A novel small molecule CXCR4 antagonist improves anticancer therapy by blocking the interaction of malignant cells with their associated niches

Acute myeloid leukemia (AML) is a blood cancer characterized by uncontrolled proliferation of leukemic stem/progenitor cells. The retention and chemoresistance of AML cells in the bone marrow microenvironment are mediated by stromal cell-derived factor-1(SDF-1)/C-X-C chemokine receptor type 4 (CXCR4) axis. We recently developed a novel small molecule CXCR4 antagonist (designated HF51116) with a higher affinity than AMD3100 specifically for improving AML chemotherapy. Competitive binding assays confirmed that HF51116 bound to the surface of malignant U937 and HL60 cells with high affinities. Transwell assay results demonstrated that HF51116 blockade inhibited the SDF-1induced migration of U937 and HL60 cells with a concentration-dependent manner, as well as the migration induced by BMSCs. The mechanism for HF51116 in U937 and HL-60 cells migration appeared to involve attenuation of the SDF-1induced cytoskeletal re-arrangement and phosphorylation of AKT (S437) and ERK1/2 (Thr202/Tyr204). In addition, HF51116 reversed the chemoresistance of U937 cells co-cultured with BMSCs by increasing Annexin V expression and caspase-3 activity, resulting in decreased cell viability.
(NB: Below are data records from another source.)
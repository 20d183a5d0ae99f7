//! Prenda: deferred values for cooperative runtimes.
//!
//! This crate provides a promise abstraction for single-threaded
//! cooperative scheduling:
//! - **Promise**: a value or failure not yet known, settled exactly once
//!   (`promise` module)
//! - **Scheduler**: a FIFO task queue draining continuations asynchronously
//!   (`scheduler` module)
//! - **Combinators**: `all`, `race`, `any` over sequences of futures
//!   (`combinators` module)
//! - **Assimilation**: adapting foreign future-like objects through the
//!   [`Subscribe`] capability (`subscribe` module)
//! - **Limiter**: bounded concurrent execution of future-producing jobs
//!   (`limiter` module)
//!
//! # Example
//!
//! ```rust,ignore
//! use std::rc::Rc;
//! use prenda::{Promise, Scheduler, Value};
//!
//! let scheduler = Rc::new(Scheduler::new());
//! let started = Promise::with_value(&scheduler, Value::Int(20));
//!
//! let doubled = started.chain(
//!     Some(Box::new(|value| match value {
//!         Value::Int(n) => Ok(Value::Int(n * 2)),
//!         other => Ok(other),
//!     })),
//!     None,
//! );
//!
//! scheduler.run_until_idle();
//! assert_eq!(doubled.value(), Some(Value::Int(40)));
//! ```
//!
//! Continuations never run synchronously with the call that registered or
//! settled them: they run when the embedding host drains the scheduler.
//! Cancellation is cooperative (rejection-based); there is no preemption
//! and no thread-level parallelism in this core.

#![warn(missing_docs)]
#![warn(rust_2018_idioms)]

/// Aggregate combinators: `all`, `race`, `any`.
pub mod combinators;

/// Rejection causes and the settlement result type.
pub mod error;

/// Bounded concurrent execution of future-producing jobs.
pub mod limiter;

/// The deferred-value state machine and continuation dispatch.
pub mod promise;

/// The FIFO task queue and drain protocol.
pub mod scheduler;

/// The future-likeness capability and coercion.
pub mod subscribe;

/// The dynamic payload type.
pub mod value;

pub use combinators::{all, any, race};
pub use error::{Fault, SettleResult};
pub use limiter::{JobFactory, Limiter};
pub use promise::{FulfillHandler, Promise, RejectHandler};
pub use scheduler::{Scheduler, SchedulerConfig, Task};
pub use subscribe::{coerce, is_future_like, Subscribe};
pub use value::Value;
In vivo experiments on AML xenograft mice revealed that subcutaneous administration of HF51116 mobilized the engrafted U937-Luc/EGFP cells from the bone marrow and spleen into the peripheral blood. Co-administrating HF51116 and cytarabine (Ara-C) further reduced the in vivo AML burden and expanded the lifespan of AML xenograft mice beyond that seen with Ara-C monotherapy. These results demonstrated that the novel CXCR4 antagonist HF51116 has potent anti-leukemic effects both in vitro and in vivo.